高尾英邦教授が推進するJST-CRESTプロジェクトの成果が 「CEATEC AWARD 2023 デバイス部門 グランプリ」を受賞しました
本学部の高尾英邦教授(機械システムコース)が推進するJST-CRESTプロジェクトの成果が「CEATEC AWARD 2023」において「デバイス部門 グランプリ」を受賞しました。
CEATEC(※1)は毎年10月に幕張メッセで開催されるアジア最大級の規模を誇るIT技術とエレクトロニクスの国際展示会です。CEATEC AWARD(※2)は、世界中から最先端テクノロジが集まるCEATEC において展示される技術・製品・サービス・ソリューションの中より、各学会、総合研究所、メディアにて構成されるCEATEC AWARD審査委員会(※3)による厳正な審査に基づいて、学術的・技術的・市場性や将来性などの観点から、イノベーション性が高く、優れた技術を評価し表彰するアワードです。その中でデバイス部門は、産業・ビジネス・社会・暮らしを持続的に維持・発展させ、Society 5.0の実現を支える要素技術やそれに用いられるデバイス及びそのテクノロジ、またはその開発コンセプトを対象とし、先進性や技術性、製品・サービス等への活用性に優れると評価されるものを表彰するものです。受賞内容は以下のとおりです。
受賞名: CEATEC AWARD 2023 デバイス部門 グランプリ (Grand Prix, Device Category)
受賞者: 国立大学法人香川大学 JST-CREST
受賞技術: 指先が持つ繊細な感覚を可視化するマルチフィジクス・ナノ触覚センシング
受賞技術の概要:
本技術は人間が感じる手触りを数値化・可視化する全く新しい領域の触覚センシングシステムです。鍵となるのは独自の高分解触覚センサと深層学習(AI)の協働です。高品質の触覚データを取得し、対象が持つ触覚的特徴をAIに記憶させることによって、人間には判別が難しい対象を指先以上に高い感度と正確性で識別できます。本技術は、摺動部の異常摩耗や悪性腫瘍を超初期に発見するなど、様々な分野での応用が期待できます。
CEATEC AWARD 2023審査委員会の選評:
指先が持つ繊細な感覚は「見える化」が難しい分野だった。香川大学では、人間の指先が持つ精緻な指紋構造と触覚受容器の機能を模倣する独自の原理によるシリコンMEM触覚センサで、「粗滑感」「摩擦感」「硬軟感」に加え、「乾湿感」ならびに「冷温感」の5大触覚要素を実現。
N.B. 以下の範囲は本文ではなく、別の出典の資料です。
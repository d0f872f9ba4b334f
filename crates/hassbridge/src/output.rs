//! Output formatting: table, JSON, YAML, plain.
//!
//! Renders data in the format selected by `--output`. Table uses `tabled`,
//! structured formats use serde, plain emits one identifier per line.

use std::io::{self, Write};

use serde::Serialize;
use tabled::{Table, Tabled, settings::Style};

use crate::cli::OutputFormat;

/// Resolved output settings handed to every command handler.
#[derive(Debug, Clone, Copy)]
pub struct Printer {
    pub format: OutputFormat,
    pub quiet: bool,
}

impl Printer {
    pub fn print(self, rendered: &str) {
        print_output(rendered, self.quiet);
    }

    /// Short status line on stderr, suppressed by `--quiet`.
    pub fn status(self, message: &str) {
        if !self.quiet {
            eprintln!("{message}");
        }
    }
}

// ── Render dispatchers ───────────────────────────────────────────────

/// Render a list of serializable items, mapping each to a table row.
pub fn render_list<T, R>(
    format: OutputFormat,
    data: &[T],
    to_row: impl Fn(&T) -> R,
    id_fn: impl Fn(&T) -> String,
) -> String
where
    T: Serialize,
    R: Tabled,
{
    match format {
        OutputFormat::Table => {
            let rows: Vec<R> = data.iter().map(to_row).collect();
            render_table(&rows)
        }
        OutputFormat::Json => render_json(data, false),
        OutputFormat::JsonCompact => render_json(data, true),
        OutputFormat::Yaml => render_yaml(data),
        OutputFormat::Plain => data.iter().map(&id_fn).collect::<Vec<_>>().join("\n"),
    }
}

/// Render one item. Table mode uses `detail_fn` for a key/value view.
pub fn render_single<T>(
    format: OutputFormat,
    data: &T,
    detail_fn: impl Fn(&T) -> String,
    id_fn: impl Fn(&T) -> String,
) -> String
where
    T: Serialize + ?Sized,
{
    match format {
        OutputFormat::Table => detail_fn(data),
        OutputFormat::Json => render_json(data, false),
        OutputFormat::JsonCompact => render_json(data, true),
        OutputFormat::Yaml => render_yaml(data),
        OutputFormat::Plain => id_fn(data),
    }
}

/// Render an untyped JSON payload (history, logbook, tool results).
///
/// There is no sensible table for arbitrary JSON, so table and plain
/// modes fall back to pretty JSON; a bare string is printed as-is.
pub fn render_value(format: OutputFormat, value: &serde_json::Value) -> String {
    match (format, value) {
        (OutputFormat::Table | OutputFormat::Plain, serde_json::Value::String(text)) => {
            text.clone()
        }
        (OutputFormat::Table | OutputFormat::Plain | OutputFormat::Json, _) => {
            render_json(value, false)
        }
        (OutputFormat::JsonCompact, _) => render_json(value, true),
        (OutputFormat::Yaml, _) => render_yaml(value),
    }
}

/// Print the rendered output to stdout, respecting quiet mode.
pub fn print_output(output: &str, quiet: bool) {
    if quiet || output.is_empty() {
        return;
    }
    let mut stdout = io::stdout().lock();
    let _ = writeln!(stdout, "{output}");
}

/// Key/value detail view used by `render_single` in table mode.
pub fn detail_lines(pairs: &[(&str, String)]) -> String {
    let width = pairs.iter().map(|(k, _)| k.len()).max().unwrap_or(0);
    pairs
        .iter()
        .map(|(k, v)| format!("{k:<width$}  {v}"))
        .collect::<Vec<_>>()
        .join("\n")
}

// ── Format-specific renderers ────────────────────────────────────────

fn render_table<R: Tabled>(rows: &[R]) -> String {
    Table::new(rows).with(Style::rounded()).to_string()
}

fn render_json<T: Serialize + ?Sized>(data: &T, compact: bool) -> String {
    let rendered = if compact {
        serde_json::to_string(data)
    } else {
        serde_json::to_string_pretty(data)
    };
    rendered.unwrap_or_else(|e| format!("{{\"error\": \"serialization failed: {e}\"}}"))
}

fn render_yaml<T: Serialize + ?Sized>(data: &T) -> String {
    serde_yaml::to_string(data).unwrap_or_else(|e| format!("# serialization failed: {e}"))
}

#[cfg(test)]
mod tests {
    use serde_json::json;

    use super::*;

    #[derive(Serialize)]
    struct Item {
        id: String,
    }

    #[derive(Tabled)]
    struct Row {
        #[tabled(rename = "ID")]
        id: String,
    }

    fn items() -> Vec<Item> {
        vec![Item { id: "a".into() }, Item { id: "b".into() }]
    }

    #[test]
    fn plain_lists_identifiers() {
        let out = render_list(
            OutputFormat::Plain,
            &items(),
            |i| Row { id: i.id.clone() },
            |i| i.id.clone(),
        );
        assert_eq!(out, "a\nb");
    }

    #[test]
    fn table_has_header_and_rows() {
        let out = render_list(
            OutputFormat::Table,
            &items(),
            |i| Row { id: i.id.clone() },
            |i| i.id.clone(),
        );
        assert!(out.contains("ID"));
        assert!(out.contains('a'));
        assert!(out.contains('b'));
    }

    #[test]
    fn compact_json_is_single_line() {
        let out = render_value(OutputFormat::JsonCompact, &json!({ "ok": true }));
        assert_eq!(out, r#"{"ok":true}"#);
    }

    #[test]
    fn raw_text_body_prints_verbatim_in_table_mode() {
        let out = render_value(OutputFormat::Table, &json!("plain text"));
        assert_eq!(out, "plain text");
    }

    #[test]
    fn detail_lines_align_keys() {
        let out = detail_lines(&[("id", "x".into()), ("state", "on".into())]);
        assert_eq!(out, "id     x\nstate  on");
    }
}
感覚の「見える化」に成功した。さらに、触覚情報のディープラーニングを組み合わせることで人間を超える触覚能力の実現も可能だとする。例えば、ティッシュペーパー7銘柄を触覚だけで判別するテストでは、人間ではおよそ30%の正解率だったのに対して、ナノ触覚デバイスとAIの組み合わせでは95%以上の正解率が得られ、サンプル品質が高ければ少ないサンプル数でも高精度な学習も可能だとしている。冷温感による熱伝導変化の空間的可視化に成功したことで、触り心地の良さの決め手となる「しっとり感」と「温もり感」の再現が容易になった。例えば天然のバックスキンの代替製品を開発する際の開発期間を短くするなど、再現性を高めることができるとしている。その他、スキンケアの効果や髪の毛の質感、ガンの進行度合いの検査、着心地、鮮度・熟度など様々な分野で客観的な触覚データの活用が見込まれ、今後の多様な分野での応用性が高く評価された。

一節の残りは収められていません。